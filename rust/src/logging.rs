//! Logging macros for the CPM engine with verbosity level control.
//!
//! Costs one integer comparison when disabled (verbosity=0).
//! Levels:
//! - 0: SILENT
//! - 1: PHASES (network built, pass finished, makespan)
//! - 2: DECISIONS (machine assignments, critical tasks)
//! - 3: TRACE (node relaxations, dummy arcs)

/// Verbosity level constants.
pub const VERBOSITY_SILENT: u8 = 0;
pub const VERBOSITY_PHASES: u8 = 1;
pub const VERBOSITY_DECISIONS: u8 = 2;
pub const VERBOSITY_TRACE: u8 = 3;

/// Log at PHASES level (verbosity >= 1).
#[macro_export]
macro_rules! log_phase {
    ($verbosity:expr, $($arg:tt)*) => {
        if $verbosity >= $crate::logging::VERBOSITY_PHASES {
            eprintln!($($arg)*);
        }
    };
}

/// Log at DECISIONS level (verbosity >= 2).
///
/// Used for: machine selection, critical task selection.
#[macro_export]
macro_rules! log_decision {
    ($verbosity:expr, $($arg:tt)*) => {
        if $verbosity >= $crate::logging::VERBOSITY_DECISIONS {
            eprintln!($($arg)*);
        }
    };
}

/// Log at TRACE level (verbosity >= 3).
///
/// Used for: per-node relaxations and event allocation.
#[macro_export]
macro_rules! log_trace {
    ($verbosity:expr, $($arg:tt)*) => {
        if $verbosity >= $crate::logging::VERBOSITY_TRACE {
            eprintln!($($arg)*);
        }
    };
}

• • •

◆ Task statement:
Using the listing above, transcribe every entry exactly.

◆ Response to this exercise:
filename rust/src/logging.rs
//! Logging macros for the CPM engine with verbosity level control.
//!
//! Costs one integer comparison when disabled (verbosity=0).
//! Levels:
//! - 0: SILENT
//! - 1: PHASES (network built, pass finished, makespan)
//! - 2: DECISIONS (machine assignments, critical tasks)
//! - 3: TRACE (node relaxations, dummy arcs)

/// Verbosity level constants.
pub const VERBOSITY_SILENT: u8 = 0;
pub const VERBOSITY_PHASES: u8 = 1;
pub const VERBOSITY_DECISIONS: u8 = 2;
pub const VERBOSITY_TRACE: u8 = 3;

/// Log at PHASES level (verbosity >= 1).
#[macro_export]
macro_rules! log_phase {
    ($verbosity:expr, $($arg:tt)*) => {
        if $verbosity >= $crate::logging::VERBOSITY_PHASES {
            eprintln!($($arg)*);
        }
    };
}

/// Log at DECISIONS level (verbosity >= 2).
///
/// Used for: machine selection, critical task selection.
#[macro_export]
macro_rules! log_decision {
    ($verbosity:expr, $($arg:tt)*) => {
        if $verbosity >= $crate::logging::VERBOSITY_DECISIONS {
            eprintln!($($arg)*);
        }
    };
}

/// Log at TRACE level (verbosity >= 3).
///
/// Used for: per-node relaxations and event allocation.
#[macro_export]
macro_rules! log_trace {
    ($verbosity:expr, $($arg:tt)*) => {
        if $verbosity >= $crate::logging::VERBOSITY_TRACE {
            eprintln!($($arg)*);
        }
    };
}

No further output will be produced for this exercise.